Always save figures to file in the current directory. Do not use plt.show(). All code required to complete this task must be contained within a single response.""",
            )
        ]

    @message_handler
    async def handle_message(self, message: CodeGenMessage, ctx: MessageContext) -> None:
        self._chat_history.append(UserMessage(content=message.content, source="user"))
        result = await self._model_client.create(self._chat_history)
        print(f"\\n{'-'*80}\\nAssistant:\\n{result.content}")
        self._chat_history.append(AssistantMessage(content=result.content, source="assistant"))
        await self.publish_message(CodeGenMessage(content=result.content), DefaultTopicId())

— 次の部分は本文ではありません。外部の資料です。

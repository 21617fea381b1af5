//! Errors produced while checking a sprout program

use sprout_parsing::SyntaxError;
use sprout_tokens::spanned::Span;
use sprout_tokens::SpannedError;
use std::io;
use std::path::PathBuf;
use thiserror::Error;

/// Exit status for a program the front end rejected
pub const EXIT_REJECTED: i32 = 65;
/// Exit status for input that could not be read
pub const EXIT_IO: i32 = 74;

/// The kind of error
#[derive(Debug, Error)]
pub enum FrontendErrorKind {
    #[error("could not read {path:?}")]
    Io {
        path: PathBuf,
        #[source]
        source: io::Error,
    },
    #[error(transparent)]
    Syntax(#[from] SyntaxError),
}

/// An error occurred while checking a sprout program
#[derive(Debug, Error)]
#[error(transparent)]
pub struct FrontendError(#[from] SpannedError<FrontendErrorKind>);

impl FrontendError {
    /// Creates a new [FrontendError] using a quick constructor
    #[inline]
    pub fn new(
        error: impl Into<FrontendErrorKind>,
        location: impl Into<Option<Span>>,
    ) -> Self {
        Self(SpannedError::new(error.into(), location.into()))
    }

    pub fn kind(&self) -> &FrontendErrorKind {
        self.0.error()
    }

    pub fn location(&self) -> Option<Span> {
        self.0.location()
    }

    /// The rejection reason, if the program could be read at all
    pub fn syntax_error(&self) -> Option<&SyntaxError> {
        match self.kind() {
            FrontendErrorKind::Syntax(error) => Some(error),
            FrontendErrorKind::Io { .. } => None,
        }
    }

    /// The process exit status this error maps to
    pub fn exit_code(&self) -> i32 {
        match self.kind() {
            FrontendErrorKind::Io { .. } => EXIT_IO,
            FrontendErrorKind::Syntax(_) => EXIT_REJECTED,
        }
    }
}

impl From<FrontendErrorKind> for FrontendError {
    fn from(value: FrontendErrorKind) -> Self {
        Self::new(value, None)
    }
}

/// A type alias for general results in sproutc
pub type FrontendResult<T> = Result<T, FrontendError>;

def extract_markdown_code_blocks(markdown_text: str) -> List[CodeBlock]:
    pattern = re.compile(r"```(?:\\s*([\\w\\+\\-]+))?\\n([\\s\\S]*?)```")
    matches = pattern.findall(markdown_text)
    code_blocks: List[CodeBlock] = []
    for match in matches:
        language = match[0].strip() if match[0] else ""
        code_content = match[1]
        code_blocks.append(CodeBlock(code=code_content, language=language))
    return code_blocks

@default_subscription
class Executor(RoutedAgent):
    def __init__(self, code_executor: CodeExecutor) -> None:
        super().__init__("An executor agent.")
        self._code_executor = code_executor

    @message_handler
    async def handle_message(self, message: CodeGenMessage, ctx: MessageContext) -> None:
        code_blocks = extract_markdown_code_blocks(message.content)
        if code_blocks:
            result = await self._code_executor.execute_code_blocks(
                code_blocks, cancellation_token=ctx.cancellation_token
            )
            print(f"\\n{'-'*80}\\nExecutor:\\n{result.output}")
            await self.publish_message(CodeGenMessage(content=result.output), DefaultTopicId())

# we add this weave op here because we want to trace 
# the entire code gen workflow under a single trace
# it's completely optional but highly recommended to use it

# highlight-next-line
@weave.op(call_display_name="CodeGen Agent Workflow")
async def run_codegen(model_name="gpt-4o"): # Updated model
    work_dir = tempfile.mkdtemp()
    runtime = SingleThreadedAgentRuntime()

    # Ensure Docker is running for this example
    try:
        async with DockerCommandLineCodeExecutor(work_dir=work_dir) as executor:
            model_client = OpenAIChatCompletionClient(model=model_name)
            await Assistant.register(runtime, "assistant", lambda: Assistant(model_client=model_client))
            await Executor.register(runtime, "executor", lambda: Executor(executor))

            runtime.start()
            await runtime.publish_message(
                CodeGenMessage(content="Create a plot of NVDA vs TSLA stock returns YTD from 2024-01-01."),
                DefaultTopicId(),
            )
            await runtime.stop_when_idle()
            await model_client.close()
    except Exception as e:
        print(f"Could not run Docker code executor example: {e}")
        print("Please ensure Docker is installed and running.")
    finally:
        import shutil
        shutil.rmtree(work_dir)


asyncio.run(run_codegen())
autogen-codegen.png

詳細情報

このガイドは、WeaveとAutoGenを統合するための出発点を提供します。Weave UIを探索して、エージェントのインタラクション、モデル呼び出し、ツールの使用の詳細なトレースを確認してください。